The bank is offering investors in its disqualified tier two bond 50bp to agree to add Basel III compliant features to the documentation, including point of non-viability language.
But the real ace up Isbank’s sleeve — and the reason bankers on the deal think investors will agree — is that if investors do not consent, the bank can call the bond at par.
Investors are hopping mad.
Since rumours of the disqualification surfaced earlier this year, the bond has fallen from trading at a cash price of 109 to around 101 in fear of the call being exercised.
Now, they argue, they are being corralled into agreeing to changes that will mean the bond will trade 100bp wide to the old style tier two curve, based on comparables, or 6pts in cash, but they are only being offered 50c for agreeing to the changes.
The disqualified tier two bonds, which are currently acting as very expensive senior debt for Isbank, are not now trading at market value because of the worry about the call option being exercised.

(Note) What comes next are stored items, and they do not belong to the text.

//! mramctl-core - Core library for serial MRAM access
//!
//! This crate provides the SPI command framing, the byte-level memory
//! protocol and the bulk import/export logic for byte-addressable serial
//! MRAM chips such as the MR10Q010 ("23x1024"-style, 24-bit addressed).
//! It is `no_std` compatible; the parts that need I/O or heap-owned device
//! names are behind the `std` feature.
//!
//! # Features
//!
//! - `std` - Enable standard library support (includes `alloc`), the
//!   dual-chip router, the interchange codec and the bulk orchestrator
//! - `alloc` - Enable heap allocation
//!
//! # Example
//!
//! ```ignore
//! use mramctl_core::{chip::ChipVariant, device::MemoryDevice, transport::Transport};
//!
//! fn peek<T: Transport>(transport: T) {
//!     let mut mram = MemoryDevice::new(transport, ChipVariant::Mr10q010.config());
//!     match mram.read_byte(0x100) {
//!         Ok(value) => println!("0x000100: 0x{:02X}", value),
//!         Err(e) => println!("Read failed: {}", e),
//!     }
//! }
//! ```

#![cfg_attr(not(feature = "std"), no_std)]
#![warn(missing_docs)]
#![warn(rust_2018_idioms)]

#[cfg(feature = "alloc")]
extern crate alloc;

#[cfg(feature = "std")]
pub mod bulk;
pub mod chip;
pub mod device;
pub mod error;
#[cfg(feature = "std")]
pub mod interchange;
pub mod protocol;
#[cfg(feature = "std")]
pub mod router;
pub mod spi;
pub mod transport;

pub use error::{Error, Phase, Result};
//! Error types for mramctl-core
//!
//! This module provides a no_std compatible error type that can be used
//! throughout the crate.

use core::fmt;

/// The protocol step during which a transaction failed
#[derive(Debug, Clone, Copy, PartialEq, Eq)]
pub enum Phase {
    /// Write Enable (WREN) frame
    WriteEnable,
    /// Read Status Register (RDSR) frame
    StatusRead,
    /// Data read (READ) frame
    Read,
    /// Data write (WRITE) frame
    Write,
}

impl fmt::Display for Phase {
    fn fmt(&self, f: &mut fmt::Formatter<'_>) -> fmt::Result {
        let name = match self {
            Self::WriteEnable => "write-enable",
            Self::StatusRead => "status-read",
            Self::Read => "read",
            Self::Write => "write",
        };
        f.write_str(name)
    }
}

/// Core error type - no_std compatible, Copy for efficiency
#[derive(Debug, Clone, Copy, PartialEq, Eq)]
pub enum Error {
    // Transport setup errors
    /// The SPI device could not be opened
    DeviceUnavailable,
    /// Mode, clock speed or word size could not be applied
    ConfigurationRejected,
    /// A session is already open on this chip-select line
    SessionBusy,

    // Addressing errors
    /// Address is beyond the chip capacity
    AddressOutOfRange {
        /// The rejected address
        address: u32,
        /// Chip capacity in bytes
        capacity: u32,
    },

    // Transaction errors
    /// The transport reported a failed exchange (no protocol context yet)
    SpiTransferFailed,
    /// One SPI exchange of the memory protocol failed
    TransactionFailed {
        /// Opcode of the failed frame
        opcode: u8,
        /// Address carried by the frame, if any
        address: Option<u32>,
        /// Protocol step that failed
        phase: Phase,
    },

    // Interchange errors
    /// An interchange line did not parse into an address/data pair
    MalformedRecord {
        /// 1-based line number in the source
        line: usize,
    },

    // I/O errors
    /// Reading the interchange source or writing the sink failed
    Io,
}

impl Error {
    /// Returns true if the error aborts the whole operation
    ///
    /// Fatal errors are the ones that prevent any further transaction from
    /// being issued: the transport cannot be opened or configured, or the
    /// text sink/source is gone. Everything else is local to one address or
    /// one record.
    pub const fn is_fatal(&self) -> bool {
        matches!(
            self,
            Self::DeviceUnavailable | Self::ConfigurationRejected | Self::SessionBusy | Self::Io
        )
    }

    /// Attach protocol context to a raw transport failure
    pub(crate) fn in_phase(self, opcode: u8, address: Option<u32>, phase: Phase) -> Self {
        match self {
            Self::SpiTransferFailed => Self::TransactionFailed {
                opcode,
                address,
                phase,
            },
            other => other,
        }
    }
}

impl fmt::Display for Error {
    fn fmt(&self, f: &mut fmt::Formatter<'_>) -> fmt::Result {
        match self {
            Self::DeviceUnavailable => write!(f, "SPI device unavailable"),
            Self::ConfigurationRejected => write!(f, "SPI configuration rejected"),
            Self::SessionBusy => write!(f, "a session is already open on this chip select"),
            Self::AddressOutOfRange { address, capacity } => write!(
                f,
                "address 0x{:06X} out of range (capacity {} bytes)",
                address, capacity
            ),
            Self::SpiTransferFailed => write!(f, "SPI transfer failed"),
            Self::TransactionFailed {
                opcode,
                address: Some(address),
                phase,
            } => write!(
                f,
                "{} transaction (opcode 0x{:02X}) failed at address 0x{:06X}",
                phase, opcode, address
            ),
            Self::TransactionFailed {
                opcode,
                address: None,
                phase,
            } => write!(f, "{} transaction (opcode 0x{:02X}) failed", phase, opcode),
            Self::MalformedRecord { line } => write!(f, "malformed record on line {}", line),
            Self::Io => write!(f, "I/O error"),
        }
    }
}

#[cfg(feature = "std")]
impl std::error::Error for Error {}

/// Result type alias using the core Error type
pub type Result<T> = core::result::Result<T, Error>;
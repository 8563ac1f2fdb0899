//! Single-byte and status commands

use mramctl_core::protocol::StatusRegister;
use mramctl_core::router::{ChipRouter, ChipSelector};
use mramctl_core::transport::TransportOpener;

/// Read one byte and print it
pub fn run_read<O: TransportOpener>(
    router: &mut ChipRouter<O>,
    selector: ChipSelector,
    address: u32,
) -> Result<(), Box<dyn std::error::Error>> {
    let value = router.with_chip(selector, |mram| mram.read_byte(address))??;
    println!("0x{:06X}: 0x{:02X}", address, value);
    Ok(())
}

/// Write one byte
pub fn run_write<O: TransportOpener>(
    router: &mut ChipRouter<O>,
    selector: ChipSelector,
    address: u32,
    value: u8,
) -> Result<(), Box<dyn std::error::Error>> {
    router.with_chip(selector, |mram| mram.write_byte(address, value))??;
    println!("Wrote 0x{:02X} to 0x{:06X} on {}", value, address, selector);
    Ok(())
}

/// Read and decode the status register
pub fn run_status<O: TransportOpener>(
    router: &mut ChipRouter<O>,
    selector: ChipSelector,
) -> Result<(), Box<dyn std::error::Error>> {
    let status = router.with_chip(selector, |mram| mram.read_status_register())??;
    print!("{}", describe_status(selector, status));
    Ok(())
}

fn describe_status(selector: ChipSelector, status: StatusRegister) -> String {
    let flag = |set: bool| if set { "set" } else { "clear" };
    format!(
        "Status register ({}): 0x{:02X}\n  \
         WEL  (write enable latch):     {}\n  \
         BP   (block protection):       {}\n  \
         SRWD (status write disable):   {}\n",
        selector,
        status.bits(),
        flag(status.write_enabled()),
        status.block_protection(),
        flag(status.contains(StatusRegister::SRWD)),
    )
}
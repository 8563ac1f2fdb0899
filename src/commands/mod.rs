//! CLI command implementations
//!
//! Byte commands open one chip select, run a single transaction sequence
//! and close it again. Bulk commands go through the router so each chip is
//! opened in turn and closed before the next one.

mod bulk;
mod byte;
mod list;

pub use bulk::{run_dump, run_load};
pub use byte::{run_read, run_status, run_write};
pub use list::{list_programmers, list_variants};
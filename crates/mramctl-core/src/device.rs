//! Memory device session
//!
//! [`MemoryDevice`] pairs one open transport with the configuration of the
//! chip behind it. It owns the transport for the lifetime of the session;
//! dropping the device (or calling [`MemoryDevice::close`]) releases it.

use crate::chip::ChipConfig;
use crate::error::{Error, Result};
use crate::protocol::{self, StatusRegister};
use crate::transport::Transport;

/// A session with one memory chip
#[derive(Debug)]
pub struct MemoryDevice<T> {
    transport: T,
    chip: ChipConfig,
}

impl<T: Transport> MemoryDevice<T> {
    /// Create a session over an already opened transport
    pub fn new(transport: T, chip: ChipConfig) -> Self {
        Self { transport, chip }
    }

    /// Chip configuration
    pub fn chip(&self) -> &ChipConfig {
        &self.chip
    }

    /// Chip capacity in bytes
    pub fn capacity(&self) -> u32 {
        self.chip.capacity
    }

    /// Mutable access to the underlying transport
    pub fn transport_mut(&mut self) -> &mut T {
        &mut self.transport
    }

    /// Read one byte
    pub fn read_byte(&mut self, address: u32) -> Result<u8> {
        protocol::read_byte(&mut self.transport, &self.chip, address)
    }

    /// Read one byte, returning the sentinel value alongside any error
    pub fn read_byte_or_sentinel(&mut self, address: u32) -> (u8, Option<Error>) {
        protocol::read_byte_or_sentinel(&mut self.transport, &self.chip, address)
    }

    /// Write one byte (WREN + WRITE)
    pub fn write_byte(&mut self, address: u32, data: u8) -> Result<()> {
        protocol::write_byte(&mut self.transport, &self.chip, address, data)
    }

    /// Read the status register
    pub fn read_status_register(&mut self) -> Result<StatusRegister> {
        protocol::read_status_register(&mut self.transport)
    }

    /// End the session and hand the transport back
    pub fn close(self) -> T {
        self.transport
    }
}
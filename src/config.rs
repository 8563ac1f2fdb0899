//! Configuration file loading and merging with command-line overrides
//!
//! Configuration is read from a TOML file:
//!
//! ```toml
//! programmer = "linux_spi"
//! variant = "mr10q010"
//! speed_hz = "10 MHz"
//! mode = 0
//!
//! [devices]
//! chip1 = "/dev/spidev0.0"
//! chip2 = "/dev/spidev0.1"
//!
//! [bulk]
//! on_error = "threshold"
//! max_consecutive_failures = 16
//! strategy = "streamed"
//! address_digits = 5
//! radix = "auto"
//! ```
//!
//! Every field is optional. Command-line flags win over the file, the file
//! wins over built-in defaults.

use std::fs;
use std::path::{Path, PathBuf};

use mramctl_core::bulk::{
    BulkOptions, FailurePolicy, LoadStrategy, DEFAULT_MAX_CONSECUTIVE_FAILURES,
};
use mramctl_core::chip::ChipVariant;
use mramctl_core::interchange::{AddressRadix, DEFAULT_ADDRESS_DIGITS};
use mramctl_core::transport::{mode, DEFAULT_SPEED_HZ};
use thiserror::Error;

use crate::cli::{self, Cli, FailureArgs, OnError, RadixArg, StrategyArg};

/// Configuration file looked up in the working directory
pub const DEFAULT_CONFIG_FILE: &str = "mramctl.toml";

/// Default programmer
pub const DEFAULT_PROGRAMMER: &str = "linux_spi";

/// Default device behind each chip select
pub const DEFAULT_DEVICES: [&str; 2] = ["/dev/spidev0.0", "/dev/spidev0.1"];

/// Configuration errors
#[derive(Debug, Error)]
pub enum ConfigError {
    /// Failed to read the file
    #[error("Failed to read {path}: {source}")]
    Read {
        path: PathBuf,
        #[source]
        source: std::io::Error,
    },

    /// Failed to parse the file
    #[error("Failed to parse {path}: {source}")]
    Parse {
        path: PathBuf,
        #[source]
        source: toml::de::Error,
    },

    /// Unknown chip variant
    #[error("Unknown chip variant: {0} (see list-variants)")]
    UnknownVariant(String),
}

/// Configuration file contents
#[derive(Debug, Default, serde::Deserialize)]
#[serde(default, deny_unknown_fields)]
pub struct FileConfig {
    pub programmer: Option<String>,
    pub variant: Option<String>,
    #[serde(deserialize_with = "deserialize_speed")]
    pub speed_hz: Option<u32>,
    pub mode: Option<u8>,
    pub devices: DevicesConfig,
    pub bulk: BulkConfig,
}

/// `[devices]` table
#[derive(Debug, Default, serde::Deserialize)]
#[serde(default, deny_unknown_fields)]
pub struct DevicesConfig {
    pub chip1: Option<String>,
    pub chip2: Option<String>,
}

/// `[bulk]` table
#[derive(Debug, Default, Clone, serde::Deserialize)]
#[serde(default, deny_unknown_fields)]
pub struct BulkConfig {
    pub on_error: Option<OnError>,
    pub max_consecutive_failures: Option<u32>,
    pub strategy: Option<LoadStrategy>,
    pub address_digits: Option<usize>,
    pub radix: Option<AddressRadix>,
}

/// Deserialize a speed that can be an integer in Hz or a string like "10 MHz"
fn deserialize_speed<'de, D>(deserializer: D) -> Result<Option<u32>, D::Error>
where
    D: serde::Deserializer<'de>,
{
    use serde::Deserialize;

    #[derive(Deserialize)]
    #[serde(untagged)]
    enum SpeedOrStr {
        Int(u32),
        Str(String),
    }

    match Option::<SpeedOrStr>::deserialize(deserializer)? {
        None => Ok(None),
        Some(SpeedOrStr::Int(n)) => Ok(Some(n)),
        Some(SpeedOrStr::Str(s)) => cli::parse_speed(&s)
            .map(Some)
            .map_err(serde::de::Error::custom),
    }
}

impl FileConfig {
    /// Parse configuration from a TOML string
    pub fn from_toml_str(content: &str, path: &Path) -> Result<Self, ConfigError> {
        toml::from_str(content).map_err(|source| ConfigError::Parse {
            path: path.to_path_buf(),
            source,
        })
    }

    /// Load configuration from a file
    pub fn from_file(path: &Path) -> Result<Self, ConfigError> {
        let content = fs::read_to_string(path).map_err(|source| ConfigError::Read {
            path: path.to_path_buf(),
            source,
        })?;
        Self::from_toml_str(&content, path)
    }
}

/// Load the configuration file
///
/// An explicit path must exist. Without one, [`DEFAULT_CONFIG_FILE`] is
/// used if present and built-in defaults otherwise.
pub fn load(path: Option<&Path>) -> Result<FileConfig, ConfigError> {
    match path {
        Some(path) => {
            let config = FileConfig::from_file(path)?;
            log::info!("Loaded configuration from {}", path.display());
            Ok(config)
        }
        None => {
            let default = Path::new(DEFAULT_CONFIG_FILE);
            if default.is_file() {
                let config = FileConfig::from_file(default)?;
                log::info!("Loaded configuration from {}", default.display());
                Ok(config)
            } else {
                log::debug!("No {} found, using defaults", DEFAULT_CONFIG_FILE);
                Ok(FileConfig::default())
            }
        }
    }
}

/// Effective settings after merging file and command line
#[derive(Debug, Clone)]
pub struct Settings {
    pub programmer: String,
    pub variant: ChipVariant,
    pub speed_hz: u32,
    pub mode: u8,
    pub devices: [String; 2],
    bulk: BulkConfig,
}

impl Settings {
    /// Merge the file configuration with command-line overrides
    pub fn resolve(file: FileConfig, cli: &Cli) -> Result<Self, ConfigError> {
        let variant_name = cli.variant.clone().or(file.variant);
        let variant = match variant_name {
            Some(name) => name
                .parse()
                .map_err(|_| ConfigError::UnknownVariant(name.clone()))?,
            None => ChipVariant::default(),
        };

        let device = |flag: &Option<String>, file: Option<String>, index: usize| {
            flag.clone()
                .or(file)
                .unwrap_or_else(|| DEFAULT_DEVICES[index].to_string())
        };

        Ok(Self {
            programmer: cli
                .programmer
                .clone()
                .or(file.programmer)
                .unwrap_or_else(|| DEFAULT_PROGRAMMER.to_string()),
            variant,
            speed_hz: cli.speed.or(file.speed_hz).unwrap_or(DEFAULT_SPEED_HZ),
            mode: cli.mode.or(file.mode).unwrap_or(mode::MODE_0),
            devices: [
                device(&cli.dev1, file.devices.chip1, 0),
                device(&cli.dev2, file.devices.chip2, 1),
            ],
            bulk: file.bulk,
        })
    }

    /// Bulk options for a run, with command-line overrides applied
    pub fn bulk_options(
        &self,
        failure: &FailureArgs,
        strategy: Option<StrategyArg>,
        radix: Option<RadixArg>,
        address_digits: Option<usize>,
    ) -> BulkOptions {
        let max = failure
            .max_failures
            .or(self.bulk.max_consecutive_failures)
            .unwrap_or(DEFAULT_MAX_CONSECUTIVE_FAILURES);

        // A bare --max-failures implies the threshold policy
        let on_error = failure
            .on_error
            .or(failure.max_failures.map(|_| OnError::Threshold))
            .or(self.bulk.on_error)
            .unwrap_or(OnError::Threshold);

        BulkOptions {
            policy: match on_error {
                OnError::Continue => FailurePolicy::Continue,
                OnError::Abort => FailurePolicy::AbortOnFirst,
                OnError::Threshold => FailurePolicy::AbortAfter(max),
            },
            strategy: strategy
                .map(LoadStrategy::from)
                .or(self.bulk.strategy)
                .unwrap_or_default(),
            radix: radix
                .map(AddressRadix::from)
                .or(self.bulk.radix)
                .unwrap_or_default(),
            address_digits: address_digits
                .or(self.bulk.address_digits)
                .unwrap_or(DEFAULT_ADDRESS_DIGITS),
        }
    }
}

impl From<StrategyArg> for LoadStrategy {
    fn from(arg: StrategyArg) -> Self {
        match arg {
            StrategyArg::Streamed => LoadStrategy::Streamed,
            StrategyArg::Buffered => LoadStrategy::Buffered,
        }
    }
}

impl From<RadixArg> for AddressRadix {
    fn from(arg: RadixArg) -> Self {
        match arg {
            RadixArg::Auto => AddressRadix::Auto,
            RadixArg::Hex => AddressRadix::Hex,
            RadixArg::Decimal => AddressRadix::Decimal,
        }
    }
}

That should mean less of a price decline if the bonds are converted, but Isbank has still done undeniably better than its investors out of the deal.
The nice thing for Isbank to do would be to offer more to convert the deal.
It is clear from coverage of the bond when it was priced that the deal was sold with the expectation from arrangers and investors that the note would be grandfathered, with gradually reducing capital treatment, not disqualified.
Despite what it said in the docs, this was clearly the basis upon which the bond was issued. But does Isbank have to offer more? No.
And why should it? The banks managing the exchange reckon that Isbank could have even gotten away with offering less. The offer it has gone out with may anger a few bondholders but time and time again, EM investors have shown themselves to be a forgiving bunch, quick to forget issuers’ errant behaviour as they eye the next juicy coupon.
The threat of future punishment should not leave Isbank quaking in its boots.
When the $400m 7.85% 2023s were sold in December 2013, investors had enough information at their disposal to be aware of the risks involved — the assumption may have been that the bond would gradually lose capital treatment when grandfathered, but the call option if it was disqualified was written clear as day for anyone to see (page six in the offering circular, with a mention on page one).
This bond was the only capital instrument sold from Turkey that year, which it is why it is now the only one disqualified, but it was sold and bought in the full knowledge that Basel III format would be enforced from a month later and with no confirmation that grandfathering had been agreed.
The terms are harsh but they are fair. Once again, making money in the capital markets — and especially in buying high yielding emerging market assets — is at investors’ peril.